The Funeral

Sarah was unsure as to whether she should go to the funeral or not. It had been nearly a year since she had stopped talking to him. To them. Just the thought of that family angered her. How could they behave the way they did? Sarah wished some long forgotten family secret would reveal itself relieving her of the constant dread in knowing that she shared, even in part, their genetic code.

Maybe the distance could make a viable excuse. It was a seven-hour drive across the province. He was her grandfather. Some grandfather, she thought, treating her father the way he did.

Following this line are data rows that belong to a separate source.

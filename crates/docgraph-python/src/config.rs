use serde::{Deserialize, Serialize};
use std::path::PathBuf;

/// Configuration for the static Python provider
#[derive(Debug, Clone, PartialEq, Serialize, Deserialize)]
#[serde(default)]
pub struct PythonProviderConfig {
    /// Directories searched for top-level modules, in order (like an import path)
    pub roots: Vec<PathBuf>,

    /// Source file extensions (default: [".py"])
    pub file_extensions: Vec<String>,

    /// Directories never reported as submodules
    pub exclude_dirs: Vec<String>,

    /// Maximum file size in bytes (larger files fail to import)
    pub max_file_size: usize,

    /// Parse files in parallel when preloading a package tree
    pub parallel: bool,
}

impl Default for PythonProviderConfig {
    fn default() -> Self {
        Self {
            roots: Vec::new(),
            file_extensions: vec![".py".to_string()],
            exclude_dirs: vec![
                "__pycache__".to_string(),
                ".git".to_string(),
                ".venv".to_string(),
                "venv".to_string(),
                ".tox".to_string(),
                ".eggs".to_string(),
                "*.egg-info".to_string(),
            ],
            max_file_size: 10 * 1024 * 1024, // 10MB default
            parallel: false,
        }
    }
}

impl PythonProviderConfig {
    /// Add a search root
    pub fn with_root(mut self, root: impl Into<PathBuf>) -> Self {
        self.roots.push(root.into());
        self
    }

    pub fn with_parallel(mut self, parallel: bool) -> Self {
        self.parallel = parallel;
        self
    }

    /// Validate the configuration
    pub fn validate(&self) -> Result<(), String> {
        if self.roots.is_empty() {
            return Err("no search roots configured".to_string());
        }
        if self.roots.iter().any(|root| root.as_os_str().is_empty()) {
            return Err("search roots must not be empty paths".to_string());
        }
        if self.max_file_size == 0 {
            return Err("max_file_size must be positive".to_string());
        }
        if self.file_extensions.iter().all(|ext| ext.trim_start_matches('.').is_empty()) {
            return Err("no source file extensions configured".to_string());
        }
        Ok(())
    }

    /// Whether files with this extension (dot optional) are modules
    pub fn should_parse_extension(&self, extension: &str) -> bool {
        let extension = extension.trim_start_matches('.');
        self.file_extensions
            .iter()
            .any(|ext| ext.trim_start_matches('.') == extension)
    }

    /// Whether a directory is hidden from submodule listings and preloading
    ///
    /// Patterns are exact names or contain a single `*` wildcard
    /// (`*.egg-info`, `build-*`).
    pub fn should_exclude_dir(&self, dir_name: &str) -> bool {
        self.exclude_dirs
            .iter()
            .any(|pattern| match pattern.split_once('*') {
                Some((prefix, suffix)) => {
                    dir_name.len() >= prefix.len() + suffix.len()
                        && dir_name.starts_with(prefix)
                        && dir_name.ends_with(suffix)
                }
                None => dir_name == pattern,
            })
    }

    /// Extensions with a leading dot, as submodule listing expects them
    pub fn suffixes(&self) -> Vec<String> {
        self.file_extensions
            .iter()
            .map(|ext| ext.trim_start_matches('.'))
            .filter(|ext| !ext.is_empty())
            .map(|ext| format!(".{}", ext))
            .collect()
    }
}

And yet Sarah felt badly. Were there no good times hidden somewhere in the nether reaches of her childhood? It hadn’t all been bad with them. Had it? Sarah struggled to recall. She had enjoyed listening to his stories, but what drove her to ask in the first place? If she really searched, a need to be accepted by them lurked underneath, as if she had always been aware that her family was somehow undesirable. Sarah thought about her grandmother. Sure, she had had patience with an inquisitive young Sarah, but wasn’t there something cold in her grandmother’s instructions, a teacher’s grammatical criticisms as opposed to the warmth and concern of a loving relative. Sarah couldn’t say. Every memory she had of them would forever be tainted by the realisation that nothing had been, as it seemed.

In the end, the clearest and most prevalent memory of her paternal grandparents would be of falling asleep on the back couch to the sounds of Hockey Night in Canada, as they watched into the evening. Maybe that was why Sarah didn’t like hockey, unlike every other normal Canadian. That sport just served as a reminder of how distractions and entertainment could so easily be made more important than those around us. Thinking oneself a part of something greater, cheering for a team with countless others, it was empowering, all of the daily concerns just fall away as you concentrate on the goalie’s efforts to keep those shots out, you are no longer some matron of a family in disarray, a result of your own concerted efforts, but part of something more meaningful supporting a team that hasn’t won the championship in over four decades. Whatever.

Sarah thought again of the funeral. Should she go? She felt she must out of some misplaced sense of duty. On the other hand, if Sarah went she would undoubtedly have to speak to her estranged grandmother, not to mention seeing her father’s siblings who most certainly would just pretend she didn’t exist. What would she say? What could she say? It was a funeral, no place for airing the family laundry, so to speak, but could she muster the fortitude to remain quiet? That being the very reason she simply stopped talking to her grandparents in the first place. Sarah wasn’t so sure. Her fiery temper was unquestionably a mark of her heritage via these people. Yet the question bothered her so much, Sarah felt she had not choice. She must go.